Got it, that's interesting. It has a similar pattern to @drewmccormack 's Queue where the Actor is used as a simple primitive to serialise access to some resource, similar to the old GCD primitives, whereas I think everyone's intuition had been to contain their protected resource inside some Actor.
Actors only protect their inner state between two awaits. When we want to serialize full asynchronous jobs (or to limit the number of concurrent jobs) that contain await (like your example involving network + database access), then actors are no longer relevant, and it is important to see it and understand it. Actors are not the solution for this kind of concurrency requirement.
The Semaphore class above is indeed 100% inspired from DispatchSemaphore - I just implemented the documentation of DispatchSemaphore apis, and added the convenience run method. Unlike its GCD big brother, it does not block threads, it just awaits.
Yeah â this is great. Going to play around with this and see if I can get some sort of FIFO guarantee with the ideas from this and Drew's queue.

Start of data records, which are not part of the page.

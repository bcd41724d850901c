use bp_aggregator::{AggregatorState, MpiChain, ShmChain};
use bp_comm::CommRef;
use bp_error::{BpResult, bp_err};
use bp_io::FileDrainer;

use crate::format::align_up;
use crate::params::{AggregationType, BpParams};
use crate::writer::output::{Output, Placement};

enum Chain {
    Everyone { chain: MpiChain, serial: bool },
    TwoLevel { chain: ShmChain },
}

/// Moves every rank's payload into its subfile, one collective call per flush.
pub(crate) struct DataWriter {
    chain: Chain,
    output: Option<Output>,
    page_size: u64,
    /// Next free position of the subfile. Kept by the rank that starts the position chain.
    next_pos: u64,
}

impl DataWriter {
    /// Build the aggregation chain and open this rank's subfile. Collective on `comm`.
    pub(crate) fn open(comm: &CommRef, params: &BpParams, placement: &Placement) -> BpResult<Self> {
        let (chain, output) = match params.aggregation_type {
            AggregationType::EveryoneWrites | AggregationType::EveryoneWritesSerial => {
                let groups = match (params.num_sub_files, params.num_aggregators) {
                    (0, 0) => comm.size(),
                    (0, aggregators) => aggregators,
                    (sub_files, _) => sub_files,
                };
                let chain = MpiChain::init(groups, comm)?;
                let subfile = chain.state().sub_stream_index;
                let group = chain.comm()?.clone();

                let created = (group.rank() == 0)
                    .then(|| placement.create(|p| p.data(subfile)))
                    .transpose()?;
                group.barrier()?;
                let output = match created {
                    Some(output) => output,
                    None => placement.open(|p| p.data(subfile))?,
                };
                let serial = params.aggregation_type == AggregationType::EveryoneWritesSerial;
                (Chain::Everyone { chain, serial }, Some(output))
            }
            AggregationType::TwoLevelShm => {
                let mut chain = ShmChain::init(params.num_aggregators, params.num_sub_files, comm)?;
                chain.create_shm(params.max_shm_size, params.spin_config())?;
                let state = *chain.state();
                let subfile = state.sub_stream_index;

                let output = if state.is_consumer {
                    let created = state
                        .is_master_aggregator
                        .then(|| placement.create(|p| p.data(subfile)))
                        .transpose()?;
                    if let Some(aggregators) = chain.aggregator_chain() {
                        aggregators.barrier()?;
                    }
                    match created {
                        Some(output) => Some(output),
                        None => Some(placement.open(|p| p.data(subfile))?),
                    }
                } else {
                    None
                };
                (Chain::TwoLevel { chain }, output)
            }
        };

        Ok(Self {
            chain,
            output,
            page_size: params.file_system_page_size,
            next_pos: 0,
        })
    }

    pub(crate) fn state(&self) -> &AggregatorState {
        match &self.chain {
            Chain::Everyone { chain, .. } => chain.state(),
            Chain::TwoLevel { chain } => chain.state(),
        }
    }

    pub(crate) fn subfile(&self) -> usize {
        self.state().sub_stream_index
    }

    pub(crate) fn sub_streams(&self) -> usize {
        self.state().sub_streams
    }

    /// Write this rank's `data` and return where in the subfile it starts. Collective on the
    /// parent communicator.
    pub(crate) fn write(&mut self, data: &[u8], drainer: Option<&FileDrainer>) -> BpResult<u64> {
        let Self {
            chain,
            output,
            page_size,
            next_pos,
        } = self;
        let len = data.len() as u64;

        match chain {
            Chain::Everyone { chain, serial } => {
                let output = output
                    .as_ref()
                    .ok_or_else(|| bp_err!("writer rank has no subfile open"))?;
                let tokens = chain.token_chain()?;
                let pos = align_up(tokens.recv_from_previous(*next_pos)?, *page_size);
                if !*serial {
                    tokens.send_to_next(pos + len)?;
                }
                output.write_at(data, pos, drainer)?;
                if *serial {
                    tokens.send_to_next(pos + len)?;
                }
                *next_pos = tokens.recv_from_last(pos + len)?;
                Ok(pos)
            }
            Chain::TwoLevel { chain } => {
                let comm = chain.comm()?.clone();
                let sizes = comm.all_gather_values(len)?;
                let total: u64 = sizes.iter().sum();
                let is_consumer = chain.state().is_consumer;

                let mut group_start = 0;
                if is_consumer {
                    group_start = match chain.aggregator_token_chain() {
                        Some(tokens) => {
                            let pos = align_up(tokens.recv_from_previous(*next_pos)?, *page_size);
                            tokens.send_to_next(pos + total)?;
                            *next_pos = tokens.recv_from_last(pos + total)?;
                            pos
                        }
                        None => {
                            let pos = align_up(*next_pos, *page_size);
                            *next_pos = pos + total;
                            pos
                        }
                    };
                }
                let group_start = comm.broadcast_value(group_start, 0)?;
                let pos = group_start + sizes[..comm.rank()].iter().sum::<u64>();

                if is_consumer {
                    let output = output
                        .as_ref()
                        .ok_or_else(|| bp_err!("consumer rank has no subfile open"))?;
                    let tokens = chain.token_chain()?;
                    tokens.send_to_next(0)?;
                    output.write_at(data, pos, drainer)?;
                    let mut cursor = pos + len;
                    chain.consume(total - len, |chunk| {
                        output.write_at(chunk, cursor, drainer)?;
                        cursor += chunk.len() as u64;
                        Ok(())
                    })?;
                    tokens.recv_from_last(0)?;
                } else {
                    let tokens = chain.token_chain()?;
                    let token = tokens.recv_from_previous(0)?;
                    chain.produce(data)?;
                    tokens.send_to_next(token)?;
                }
                Ok(pos)
            }
        }
    }

    pub(crate) fn flush(&self) -> BpResult<()> {
        match &self.output {
            Some(output) => output.flush(),
            None => Ok(()),
        }
    }

    pub(crate) fn close(&mut self) {
        match &mut self.chain {
            Chain::Everyone { chain, .. } => chain.close(),
            Chain::TwoLevel { chain } => chain.close(),
        }
        self.output = None;
    }
}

Sounds like an interesting exploration. Maybe make sure you do indeed need the fifo guarantee (what breaks in your app if you don't have it?), and remember what a member of the Core Team said upthread about fifos: Actor Races - #28 by John_McCall
It's mainly curiosity. But as a previous example I've dealt with: The iOS Camera APIs recommend that you start and stop the capture session on a background queue as the configuration blocks and can take a while. So, you end up doing something along the lines of startCamera() on didBecomeActive and stopCamera() on didResignActive.
Now, if I'm understanding correctly, some quick task switching could mean that, if a start, stop, start, is issued in close succession, I could actually get a start, start, stop and the user is left looking and a blank camera feed.
If ever you find the Semaphore actor useful, I've updated the sample code above for more robustness. You can now create a semaphore with a negative value (which needs as many signals until tasks waiting in wait() can continue).
EDIT: 
A semaphore should not be initialized with a negative value. The sample code really needs to be reviewed!
EDIT 2: withUnsafeContinuation is a nasty painful little immature method that yields before its block is run and is painful to use correctly (well it is documented to do so). The above sample code does not work reliably in its current state. And it is surprisingly painful to come up with a robust implementation.
EDIT 3: AsyncStream is a failed attempt at replacing unsafe continuations. Fatal error: attempt to await next() on more than one task, lol. The pain continues.
EDIT 4: Let's try with AsyncChannel? Well, it does not even compile (see screenshot). I've rarely used a more frustrating api, I give up 
. @Philippe_Hausler, if you have time, I'm curious about your way to implement a usable counting semaphore with Swift concurrency.